After landing back at O'Hare, airline personnel escorted the 10-year-old 
boy, who did not speak English, back to the gate and Lucas found his 
seat aboard the aircraft.

"Well, now we have the right one," the flight attendant told the 
passengers as the plane took off a second time, guaranteed a late arrival.

*Unprecedented event*

Lucas, a veteran air traveler as an eighth-grade graduate, has never 
experienced a situation like the one Monday.In his eight years of trips 
between his father's house in Colorado and his mother's in Goshen, Lucas 
can't remember a time when the airline escort service failed him.

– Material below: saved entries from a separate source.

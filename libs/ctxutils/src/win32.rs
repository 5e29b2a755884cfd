//! Win32 structs and fns
use std::fmt::{self, Debug, Display};

/// A Win32 GUID, stored as decoded from its mixed-endian wire form
#[derive(PartialEq, Eq, Clone, Copy, Hash, Default)]
pub struct GUID {
    /// First group, little endian on the wire
    pub data1: u32,
    /// Second group, little endian on the wire
    pub data2: u16,
    /// Third group, little endian on the wire
    pub data3: u16,
    /// Trailing bytes, stored as is
    pub data4: [u8; 8],
}

impl GUID {
    /// Size of a GUID on the wire
    pub const SIZE: usize = 16;

    /// Create a null (all zeroes) GUID
    pub fn null() -> Self {
        Self::default()
    }

    /// Create a GUID from exactly 16 raw bytes
    pub fn from_le_bytes(bytes: &[u8; 16]) -> Self {
        let mut data4 = [0u8; 8];
        data4.copy_from_slice(&bytes[8..16]);
        Self {
            data1: u32::from_le_bytes([bytes[0], bytes[1], bytes[2], bytes[3]]),
            data2: u16::from_le_bytes([bytes[4], bytes[5]]),
            data3: u16::from_le_bytes([bytes[6], bytes[7]]),
            data4,
        }
    }

    /// Create a GUID from the start of a slice
    ///
    /// Returns None if fewer than 16 bytes are available
    pub fn from_le_slice(bytes: &[u8]) -> Option<Self> {
        let raw: &[u8; 16] = bytes.get(0..Self::SIZE)?.try_into().ok()?;
        Some(Self::from_le_bytes(raw))
    }

    /// Check whether the GUID is null
    pub fn is_null(&self) -> bool {
        *self == Self::null()
    }
}

impl Display for GUID {
    fn fmt(&self, f: &mut fmt::Formatter<'_>) -> fmt::Result {
        write!(
            f,
            "{:08x}-{:04x}-{:04x}-{:02x}{:02x}-",
            self.data1, self.data2, self.data3, self.data4[0], self.data4[1],
        )?;
        for b in &self.data4[2..] {
            write!(f, "{b:02x}")?;
        }
        Ok(())
    }
}

impl Debug for GUID {
    fn fmt(&self, f: &mut fmt::Formatter<'_>) -> fmt::Result {
        write!(f, "{{{}}}", self)
    }
}

/// Translates a windows FILETIME to a [datetime](time::OffsetDateTime)
///
/// Returns None for the null FILETIME (0, "no date") and for dates past year 9999
pub fn filetime_to_datetime(ftime: u64) -> Option<time::OffsetDateTime> {
    if ftime == 0 {
        return None;
    }
    let ftime = i128::from(ftime);
    let ftime = ftime.checked_sub(116444736000000000)?;
    time::OffsetDateTime::from_unix_timestamp_nanos(ftime * 100).ok()
}
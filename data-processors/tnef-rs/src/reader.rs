//! TNEF container reader
use crate::attr::{Attribute, HEADER_SIZE};
use crate::{ParseOptions, TnefError};
use ctxutils::io::*;
use std::io::Read;
#[allow(unused_imports)]
use tracing::{debug, error, info, warn};

/// TNEF stream signature
pub const TNEF_SIGNATURE: u32 = 0x223e9f78;

/// A lazy, non restartable sequence of [`Attribute`] records
///
/// Iteration ends at the clean end of the stream, on trailing padding, or
/// after the first error
pub struct TnefReader<R: Read> {
    r: R,
    key: u16,
    opts: ParseOptions,
    done: bool,
}

impl<R: Read> TnefReader<R> {
    /// Validates the stream header and returns a record reader
    pub fn new(mut r: R, opts: ParseOptions) -> Result<Self, TnefError> {
        let mut sig = [0u8; 4];
        let got = read_up_to(&mut r, &mut sig)?;
        let signature = u32::from_le_bytes(sig);
        if got < sig.len() || signature != TNEF_SIGNATURE {
            return Err(TnefError::NotTnef { signature });
        }
        let key = rdu16le(&mut r).map_err(|e| TnefError::from_read(e, "TNEF key"))?;
        debug!("TNEF key: {key:#06x}");
        Ok(Self {
            r,
            key,
            opts,
            done: false,
        })
    }

    /// The legacy key from the stream header
    pub fn key(&self) -> u16 {
        self.key
    }

    /// The policy in effect
    pub fn options(&self) -> &ParseOptions {
        &self.opts
    }

    fn next_attribute(&mut self) -> Result<Option<Attribute>, TnefError> {
        let mut header = [0u8; HEADER_SIZE];
        let got = read_up_to(&mut self.r, &mut header[0..8])?;
        if got == 0 {
            return Ok(None);
        }
        if got < 8 {
            self.trailing(&header[0..got]);
            return Ok(None);
        }
        self.r
            .read_exact(&mut header[8..])
            .map_err(|e| TnefError::from_read(e, "attribute header"))?;
        let attr = Attribute::read_with_header(&header, &mut self.r, &self.opts)?;
        debug!("{attr}");
        Ok(Some(attr))
    }

    fn trailing(&self, data: &[u8]) {
        if self.opts.tolerate_cruft && data.len() == 2 && data[0] == b'\r' {
            warn!("Ignoring trailing cruft {data:02x?}");
        } else {
            error!("garbage at end of file ({} bytes: {data:02x?})", data.len());
        }
    }
}

impl<R: Read> Iterator for TnefReader<R> {
    type Item = Result<Attribute, TnefError>;

    fn next(&mut self) -> Option<Self::Item> {
        if self.done {
            return None;
        }
        match self.next_attribute() {
            Ok(Some(attr)) => Some(Ok(attr)),
            Ok(None) => {
                self.done = true;
                None
            }
            Err(e) => {
                self.done = true;
                Some(Err(e))
            }
        }
    }
}

impl<R: Read> std::iter::FusedIterator for TnefReader<R> {}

"Now I'll have to be watching them and make sure they remember to watch 
me," Lucas said.

The passenger swap likely happened, Lucas surmises, when the 
10-year-old, perhaps confused and unable to understand what was said, 
stood up when Lucas' name was called as Lucas slept.

As part of the accompaniment process, employees escort children from 
planes to the lounge, where personnel await word via radio that the 
child's flight is boarding. An employee then finds the child's ticket, 
calls out a name, and escorts the child to the departing flight, Lucas said.

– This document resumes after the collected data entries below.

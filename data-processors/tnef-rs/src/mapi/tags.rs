//! Well known MAPI property ids

/// Plain text message body
pub const BODY: u32 = 0x1000;
/// Compressed RTF message body
pub const RTF_COMPRESSED: u32 = 0x1009;
/// HTML message body
pub const BODY_HTML: u32 = 0x1013;
/// Display name
pub const DISPLAY_NAME: u32 = 0x3001;
/// Attachment content (binary or embedded object)
pub const ATTACH_DATA_OBJ: u32 = 0x3701;
/// Attachment 8.3 file name
pub const ATTACH_FILENAME: u32 = 0x3704;
/// Attachment long file name
pub const ATTACH_LONG_FILENAME: u32 = 0x3707;
/// Attachment MIME type
pub const ATTACH_MIME_TAG: u32 = 0x370e;
/// Attachment Content-ID
pub const ATTACH_CONTENT_ID: u32 = 0x3712;

/// Returns the canonical name of a property id, if known
pub fn get_tag_name(id: u32) -> Option<&'static str> {
    Some(match id {
        0x0002 => "PR_ALTERNATE_RECIPIENT_ALLOWED",
        0x0017 => "PR_IMPORTANCE",
        0x001a => "PR_MESSAGE_CLASS",
        0x0023 => "PR_ORIGINATOR_DELIVERY_REPORT_REQUESTED",
        0x0026 => "PR_PRIORITY",
        0x0029 => "PR_READ_RECEIPT_REQUESTED",
        0x0036 => "PR_SENSITIVITY",
        0x0037 => "PR_SUBJECT",
        0x0039 => "PR_CLIENT_SUBMIT_TIME",
        0x003b => "PR_SENT_REPRESENTING_SEARCH_KEY",
        0x0042 => "PR_SENT_REPRESENTING_NAME",
        0x0064 => "PR_SENT_REPRESENTING_ADDRTYPE",
        0x0065 => "PR_SENT_REPRESENTING_EMAIL_ADDRESS",
        0x0070 => "PR_CONVERSATION_TOPIC",
        0x0071 => "PR_CONVERSATION_INDEX",
        0x007d => "PR_TRANSPORT_MESSAGE_HEADERS",
        0x0c1a => "PR_SENDER_NAME",
        0x0c1e => "PR_SENDER_ADDRTYPE",
        0x0c1f => "PR_SENDER_EMAIL_ADDRESS",
        0x0e06 => "PR_MESSAGE_DELIVERY_TIME",
        0x0e07 => "PR_MESSAGE_FLAGS",
        0x0e08 => "PR_MESSAGE_SIZE",
        0x0e1f => "PR_RTF_IN_SYNC",
        0x0e20 => "PR_ATTACH_SIZE",
        0x0e21 => "PR_ATTACH_NUM",
        BODY => "PR_BODY",
        0x1006 => "PR_RTF_SYNC_BODY_CRC",
        0x1007 => "PR_RTF_SYNC_BODY_COUNT",
        0x1008 => "PR_RTF_SYNC_BODY_TAG",
        RTF_COMPRESSED => "PR_RTF_COMPRESSED",
        0x1010 => "PR_RTF_SYNC_PREFIX_COUNT",
        0x1011 => "PR_RTF_SYNC_TRAILING_COUNT",
        BODY_HTML => "PR_BODY_HTML",
        0x1035 => "PR_INTERNET_MESSAGE_ID",
        0x3001 => "PR_DISPLAY_NAME",
        0x3002 => "PR_ADDRTYPE",
        0x3003 => "PR_EMAIL_ADDRESS",
        0x3007 => "PR_CREATION_TIME",
        0x3008 => "PR_LAST_MODIFICATION_TIME",
        0x300b => "PR_SEARCH_KEY",
        0x3700 => "PR_ATTACHMENT_X400_PARAMETERS",
        ATTACH_DATA_OBJ => "PR_ATTACH_DATA_OBJ",
        0x3702 => "PR_ATTACH_ENCODING",
        0x3703 => "PR_ATTACH_EXTENSION",
        ATTACH_FILENAME => "PR_ATTACH_FILENAME",
        0x3705 => "PR_ATTACH_METHOD",
        ATTACH_LONG_FILENAME => "PR_ATTACH_LONG_FILENAME",
        0x3708 => "PR_ATTACH_PATHNAME",
        0x3709 => "PR_ATTACH_RENDERING",
        0x370a => "PR_ATTACH_TAG",
        0x370b => "PR_RENDERING_POSITION",
        0x370c => "PR_ATTACH_TRANSPORT_NAME",
        0x370d => "PR_ATTACH_LONG_PATHNAME",
        ATTACH_MIME_TAG => "PR_ATTACH_MIME_TAG",
        0x370f => "PR_ATTACH_ADDITIONAL_INFO",
        ATTACH_CONTENT_ID => "PR_ATTACH_CONTENT_ID",
        0x3713 => "PR_ATTACH_CONTENT_LOCATION",
        0x3714 => "PR_ATTACH_FLAGS",
        0x3fde => "PR_INTERNET_CPID",
        0x3ff1 => "PR_MESSAGE_LOCALE_ID",
        0x3ffd => "PR_MESSAGE_CODEPAGE",
        _ => return None,
    })
}

#[cfg(test)]
mod tests {
    use super::*;

    #[test]
    fn names() {
        assert_eq!(get_tag_name(RTF_COMPRESSED), Some("PR_RTF_COMPRESSED"));
        assert_eq!(get_tag_name(0x3707), Some("PR_ATTACH_LONG_FILENAME"));
        assert_eq!(get_tag_name(0xdead), None);
    }
}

Children do not carry their own ticket, Lucas said, and are not provided 
with or asked for identification.On the plane, Lucas couldn't tell if 
passengers on his flight were upset. But as they prepared to disembark, 
a few told him they hope the mix-up never happens again.

*More than luggage*

When the plane landed in South Bend, the jet's pilot walked with Lucas 
to the terminal and told his mom, Kim Reed, about the fiasco.

Reed smiled when she saw Lucas, who stays with her during summers and 
holiday breaks, but was perturbed to hear United employees allowed the 
mistake to happen.

Reed and Lucas' father, Mike Rios, pay about $60 to $75 for the 
accompaniment guarantee before each trip because they want to ensure 
their son will be safe as he transfers planes in a bustling air 
hub."Because you're paying for this service, you don't think something 
like this is going to happen," Reed said. "I'm forced to put him on a 
plane because I want to see my son. Now, I don't have any peace of mind 
about it at all."

Reed called the airline to file a complaint. As of Wednesday afternoon, 
she had not heard back.

A United Airlines spokeswoman was unable to provide information about 
the incident by deadline Wednesday, but the scenario was confirmed by 
South Bend Regional Airport Executive Director John Schalliol.

Reed said she is not seeking any compensation; she simply wants to know 
what the airline is going to do to prevent this type of mishap from 
happening in the future.

"You didn't just misplace my luggage," Reed said. "This falls way more 
in-depth than that. You didn't misplace my luggage; you misplaced my kid."